Anna Betbeze, Venus, 2017. Wool, acid dyes, and ash.

Trapped in an Irish prison in 1937 and suffering from an escalating psychotic break, the troubled avant-garde writer and playwright Antonin Artaud wrote to André Breton that he was continuing his quest to “find that unadulterated intensity of magic and totemism that has been cast out of this confused world,” and proceeded to submit to the Surrealist leader a series of spells written on scraps of burnt paper.[1] Smudged with bodily fluids and unknown liquids, covered with symbols and hanged figures in richly colored ink, and written in a violently performative manner, Artaud’s spells enact a cure for the loss of meaningful communication in an increasingly instrumentalized, rational society. Cruel and threatening, Artaud’s works look to magic to recover a fuller, and thus, more embodied presence in language by drawing attention to the material and physical actions involved in embracing the otherworldly and the ritualistic. Walking through Atlanta Contemporary’s current presentation of “Anna Betbeze: Venus,” a small, but rich exhibition of the artist’s recent work, I felt a trace of Artaud’s quest for uncovering and recuperating a magic—a nature—that has been lost permeating the galleries, specifically in Betbeze’s dyed, burned, ripped wool textile-paintings and the small cauldron-like objects placed between them, accompanying the works like props.

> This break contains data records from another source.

//! Pipeline integration tests: frame flow, metadata, and lifecycle.
//!
//! Tests require fixture files from `tests/fixtures/generate_fixtures.sh`.
//! `sample_video.mp4` holds 60 frames of 1920x1080 H.264 at 30 fps.
//! `resolution_change.ts` switches from 320x240 to 640x480 after 10 frames.
//! `empty_video.mkv` declares a video track that carries no packets.

use std::path::Path;

use framepump::{
    FrameReader, FrameTime, HardwareAccelerationMode, Pipeline, PipelineOptions, PipelineState,
    PixelFormat,
};

const SAMPLE_VIDEO: &str = "tests/fixtures/sample_video.mp4";
const SAMPLE_VIDEO_FRAMES: u64 = 60;
const RESOLUTION_CHANGE: &str = "tests/fixtures/resolution_change.ts";
const EMPTY_VIDEO: &str = "tests/fixtures/empty_video.mkv";

fn skip_unless(path: &str) -> bool {
    if !Path::new(path).exists() {
        eprintln!("Skipping: fixture {path} not found");
        return true;
    }
    false
}

fn software_pipeline() -> Pipeline {
    let options =
        PipelineOptions::new().with_hardware_acceleration(HardwareAccelerationMode::Software);
    Pipeline::with_options(SAMPLE_VIDEO, options).expect("Failed to build pipeline")
}

/// Keeps the decoded size, so a size change reaches the pixel adapter.
fn unscaled_options() -> PipelineOptions {
    PipelineOptions::new()
        .with_hardware_acceleration(HardwareAccelerationMode::Software)
        .with_filter("format=rgb24")
}

// ── construction ──────────────────────────────────────────────────

#[test]
fn default_chain_output_shape() {
    if skip_unless(SAMPLE_VIDEO) {
        return;
    }

    let pipeline = software_pipeline();
    assert!(pipeline.is_initialized());
    assert_eq!(pipeline.state(), PipelineState::Ready);
    assert_eq!(pipeline.frame_width(), 1280);
    assert_eq!(pipeline.frame_height(), 720);
    assert_eq!(pipeline.pixel_format(), PixelFormat::Bgr24);
    assert_eq!(pipeline.current_frame_id(), 0);
    assert_eq!(pipeline.last_frame_pts(), None);
    assert_eq!(pipeline.last_frame_time_seconds(), None);
    assert_eq!(pipeline.decoder_name(), "h264");
}

#[test]
fn stream_info_is_exposed() {
    if skip_unless(SAMPLE_VIDEO) {
        return;
    }

    let pipeline = software_pipeline();
    let info = pipeline.stream_info();
    assert_eq!(info.width, 1920);
    assert_eq!(info.height, 1080);
    assert_eq!(info.codec, "h264");
    assert!((info.frames_per_second - 30.0).abs() < 0.01);
    assert_eq!(pipeline.estimated_frame_total(), SAMPLE_VIDEO_FRAMES);
}

// ── frame flow ────────────────────────────────────────────────────

#[test]
fn delivers_every_frame_in_order() {
    if skip_unless(SAMPLE_VIDEO) {
        return;
    }

    let mut pipeline = software_pipeline();
    let expected_bytes = 1280 * 720 * 3;

    let mut delivered = 0u64;
    let mut previous_pts: Option<i64> = None;
    while let Some(frame) = pipeline.next_frame().expect("Pull failed") {
        assert_eq!(frame.frame_id(), delivered, "Frame ids must be consecutive");
        assert_eq!(frame.len(), expected_bytes);
        assert_eq!(frame.stride() * frame.height() as usize, frame.len());
        assert!(!frame.is_empty());

        let pts = frame.pts().expect("Fixture frames carry timestamps");
        if let Some(previous) = previous_pts {
            assert!(pts >= previous, "pts went backwards: {previous} -> {pts}");
        }
        previous_pts = Some(pts);

        assert!(frame.time().is_exact());
        delivered += 1;
    }

    assert_eq!(delivered, SAMPLE_VIDEO_FRAMES);
    assert_eq!(pipeline.current_frame_id(), SAMPLE_VIDEO_FRAMES);
    assert_eq!(pipeline.state(), PipelineState::EndOfStream);
    assert!(!pipeline.has_failed());
}

#[test]
fn frame_times_follow_frame_rate() {
    if skip_unless(SAMPLE_VIDEO) {
        return;
    }

    let mut pipeline = software_pipeline();
    let mut times = Vec::new();
    while let Some(frame) = pipeline.next_frame().expect("Pull failed") {
        times.push(frame.time().seconds().expect("Fixture frames are timed"));
        if times.len() == 10 {
            break;
        }
    }

    let first = times[0];
    for (index, time) in times.iter().enumerate() {
        let expected = first + index as f64 / 30.0;
        assert!(
            (time - expected).abs() < 0.002,
            "Frame {index} at {time}s, expected {expected}s"
        );
    }
}

#[test]
fn buffered_frames_are_delivered_while_draining() {
    if skip_unless(SAMPLE_VIDEO) {
        return;
    }

    let mut pipeline = software_pipeline();
    let mut states = Vec::new();
    while pipeline.next_frame().expect("Pull failed").is_some() {
        states.push(pipeline.state());
    }

    assert_eq!(states.len() as u64, SAMPLE_VIDEO_FRAMES);
    let first_draining = states
        .iter()
        .position(|state| *state == PipelineState::Draining)
        .expect("Decoder holds frames back past the last packet");
    assert!(
        states[first_draining..]
            .iter()
            .all(|state| *state == PipelineState::Draining),
        "Draining never returns to Ready: {states:?}"
    );
    assert!(
        states[..first_draining]
            .iter()
            .all(|state| *state == PipelineState::Ready)
    );
    assert_eq!(pipeline.state(), PipelineState::EndOfStream);
}

#[test]
fn last_frame_queries_track_delivery() {
    if skip_unless(SAMPLE_VIDEO) {
        return;
    }

    let mut pipeline = software_pipeline();
    let (pts, seconds) = {
        let frame = pipeline
            .next_frame()
            .expect("Pull failed")
            .expect("Expected a frame");
        (frame.pts(), frame.time().seconds())
    };

    assert_eq!(pipeline.current_frame_id(), 1);
    assert_eq!(pipeline.last_frame_pts(), pts);
    assert_eq!(pipeline.last_frame_time_seconds(), seconds);
}

#[test]
fn end_of_stream_is_idempotent() {
    if skip_unless(SAMPLE_VIDEO) {
        return;
    }

    let mut pipeline = software_pipeline();
    while pipeline.next_frame().expect("Pull failed").is_some() {}

    let last_pts = pipeline.last_frame_pts();
    for _ in 0..3 {
        assert!(pipeline.next_frame().expect("Pull after EOS failed").is_none());
    }
    assert_eq!(pipeline.state(), PipelineState::EndOfStream);
    assert!(pipeline.state().is_terminal());
    assert_eq!(pipeline.current_frame_id(), SAMPLE_VIDEO_FRAMES);
    assert_eq!(pipeline.last_frame_pts(), last_pts);
}

#[test]
fn owned_frames_outlive_the_next_pull() {
    if skip_unless(SAMPLE_VIDEO) {
        return;
    }

    let mut pipeline = software_pipeline();
    let first = pipeline
        .next_frame()
        .expect("Pull failed")
        .expect("Expected a frame")
        .to_owned_frame();
    let second = pipeline
        .next_frame()
        .expect("Pull failed")
        .expect("Expected a frame")
        .to_owned_frame();

    assert_eq!(first.metadata().frame_id, 0);
    assert_eq!(second.metadata().frame_id, 1);
    assert_eq!(first.data().len(), second.data().len());
    // testsrc2 animates every frame.
    assert_ne!(first.data(), second.data());
}

#[test]
fn frame_converts_to_image() {
    if skip_unless(SAMPLE_VIDEO) {
        return;
    }

    let mut pipeline = software_pipeline();
    let frame = pipeline
        .next_frame()
        .expect("Pull failed")
        .expect("Expected a frame");
    let image = frame.to_image().expect("Failed to convert frame");
    assert_eq!(image.width(), 1280);
    assert_eq!(image.height(), 720);

    let temporary_directory = tempfile::tempdir().expect("Failed to create temp dir");
    let output_path = temporary_directory.path().join("frame.png");
    image.save(&output_path).expect("Failed to save image");
    assert!(output_path.exists());
}

// ── iteration ─────────────────────────────────────────────────────

#[test]
fn into_frames_yields_every_frame() {
    if skip_unless(SAMPLE_VIDEO) {
        return;
    }

    let frames: Vec<_> = software_pipeline()
        .into_frames()
        .collect::<Result<_, _>>()
        .expect("Iteration failed");

    assert_eq!(frames.len() as u64, SAMPLE_VIDEO_FRAMES);
    for (index, frame) in frames.iter().enumerate() {
        assert_eq!(frame.metadata().frame_id, index as u64);
        assert_eq!(frame.width(), 1280);
        assert_eq!(frame.height(), 720);
        assert_ne!(frame.metadata().time, FrameTime::Unknown);
    }
}

#[test]
fn iterator_is_fused() {
    if skip_unless(SAMPLE_VIDEO) {
        return;
    }

    let mut frames = software_pipeline().into_frames();
    assert_eq!(frames.by_ref().count() as u64, SAMPLE_VIDEO_FRAMES);
    assert!(frames.next().is_none());
    assert!(frames.next().is_none());

    let pipeline = frames.into_pipeline();
    assert_eq!(pipeline.state(), PipelineState::EndOfStream);
}

#[test]
fn iterator_take_stops_early() {
    if skip_unless(SAMPLE_VIDEO) {
        return;
    }

    let mut frames = software_pipeline().into_frames();
    let taken: Vec<_> = frames.by_ref().take(5).collect();
    assert_eq!(taken.len(), 5);
    assert_eq!(frames.pipeline().current_frame_id(), 5);
    assert!(!frames.pipeline().state().is_terminal());
}

// ── mid-stream failure ────────────────────────────────────────────

#[test]
fn size_change_fails_once_then_ends() {
    if skip_unless(RESOLUTION_CHANGE) {
        return;
    }

    let mut pipeline =
        Pipeline::with_options(RESOLUTION_CHANGE, unscaled_options()).expect("Failed to build pipeline");
    assert_eq!((pipeline.frame_width(), pipeline.frame_height()), (320, 240));

    let mut delivered = 0u64;
    let error = loop {
        match pipeline.next_frame() {
            Ok(Some(frame)) => {
                assert_eq!((frame.width(), frame.height()), (320, 240));
                delivered += 1;
            }
            Ok(None) => panic!("Stream ended without reporting the size change"),
            Err(error) => break error,
        }
    };

    assert!(delivered > 0 && delivered <= 10, "Delivered {delivered} frames");
    assert!(!error.is_construction_error(), "Unexpected error: {error}");
    assert!(pipeline.has_failed());
    assert_eq!(pipeline.state(), PipelineState::Failed);
    assert!(pipeline.state().is_terminal());
    assert_eq!(pipeline.current_frame_id(), delivered);

    let last_pts = pipeline.last_frame_pts();
    for _ in 0..2 {
        assert!(pipeline.next_frame().expect("Failure is reported once").is_none());
    }
    assert_eq!(pipeline.current_frame_id(), delivered);
    assert_eq!(pipeline.last_frame_pts(), last_pts);
    assert_eq!(pipeline.state(), PipelineState::Failed);
}

#[test]
fn size_change_stops_the_iterator() {
    if skip_unless(RESOLUTION_CHANGE) {
        return;
    }

    let mut frames = Pipeline::with_options(RESOLUTION_CHANGE, unscaled_options())
        .expect("Failed to build pipeline")
        .into_frames();
    let results: Vec<_> = frames.by_ref().collect();

    let last = results.last().expect("At least the failure is yielded");
    assert!(last.is_err());
    assert_eq!(results.iter().filter(|result| result.is_err()).count(), 1);
    assert!(frames.next().is_none());
    assert!(frames.pipeline().has_failed());
}

#[test]
fn reader_ends_after_size_change() {
    if skip_unless(RESOLUTION_CHANGE) {
        return;
    }

    let mut reader = FrameReader::with_options(RESOLUTION_CHANGE, unscaled_options());
    assert!(reader.is_initialized());

    let mut delivered = 0u64;
    while reader.next_frame().is_some() {
        delivered += 1;
    }

    assert!(delivered > 0);
    assert!(reader.has_failed());
    assert_eq!(reader.state(), PipelineState::Failed);
    assert!(reader.last_error().is_some());
    assert!(reader.initialization_error().is_none());
    assert!(reader.next_frame().is_none());
    assert_eq!(reader.current_frame_id(), delivered);
}

// ── streams without frames ────────────────────────────────────────

#[test]
fn stream_without_frames_ends_immediately() {
    if skip_unless(EMPTY_VIDEO) {
        return;
    }

    let options = PipelineOptions::new()
        .with_hardware_acceleration(HardwareAccelerationMode::Software)
        .with_filter("scale=w=320:h=240,format=rgb24");
    let mut pipeline = Pipeline::with_options(EMPTY_VIDEO, options).expect("Failed to build pipeline");

    assert_eq!(pipeline.frame_width(), 320);
    assert_eq!(pipeline.frame_height(), 240);
    assert_eq!(pipeline.pixel_format(), PixelFormat::Rgb24);
    assert_eq!(pipeline.state(), PipelineState::EndOfStream);
    assert!(!pipeline.has_failed());

    assert!(pipeline.next_frame().expect("Pull failed").is_none());
    assert!(pipeline.next_frame().expect("Pull failed").is_none());
    assert_eq!(pipeline.current_frame_id(), 0);
    assert_eq!(pipeline.last_frame_pts(), None);
}

#[test]
fn stream_without_frames_yields_empty_iterator() {
    if skip_unless(EMPTY_VIDEO) {
        return;
    }

    let options =
        PipelineOptions::new().with_hardware_acceleration(HardwareAccelerationMode::Software);
    let pipeline = Pipeline::with_options(EMPTY_VIDEO, options).expect("Failed to build pipeline");
    assert_eq!((pipeline.frame_width(), pipeline.frame_height()), (1280, 720));
    assert_eq!(pipeline.into_frames().count(), 0);
}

Installation Shot, Anna Betbeze: Venus, Atlanta Contemporary
Installation view of Anna Betbeze: Venus, Atlanta Contemporary, 2017.

Installed in a side gallery, this exhibition of Betbeze’s works gathers together iconic examples of her practice (such as the large dyed and torn flokati rugs) with works that point to more expanded next steps in her development, such as a rack of flokati garments, small gestural paintings, and a series of coated-black sculptural objects. Stretched in a shallow swag and looming powerful on the wall, Venus (from which the exhibition takes its name) displays the harsh weathering and burning processes so identifiable in Betbeze’s rug works, and reminds us of her interest in the tactile qualities of the shaggy white woolen rectangles and the ways in which she intensifies those qualities through various treatments, physical processes, and performative rituals. Stating that “the soft white wool seemed [the] perfect ground to spill, stain, and defile,” Betbeze buries, burns, cuts, rips, drowns, these works to conflate the optical and haptical conditions associated with painting, but also asks us to make uncomfortable connections between the materiality of the work and the corporeal body—to see the outcome of these violent, aggressive actions as reified debasement.[2] Betbeze’s penchant for immersing the rugs in intensely saturated dyes is evident in Venus—the bottom-left corner having been dipped in a deep electric green-blue, a reminder perhaps of the Goddess of Love’s emergence from the sea, or the limits/borders between opposing genders: a feminine world of nature and lushness vs. a patriarchal world of destruction and violence.

Ana Betbeze, Opus (In the Flamboyant Grass), 2017. Wool, ash, and acid dyes.
Anna Betbeze, Opus (In the Flamboyant Grass, 2017, wool, ash, and acid dyes.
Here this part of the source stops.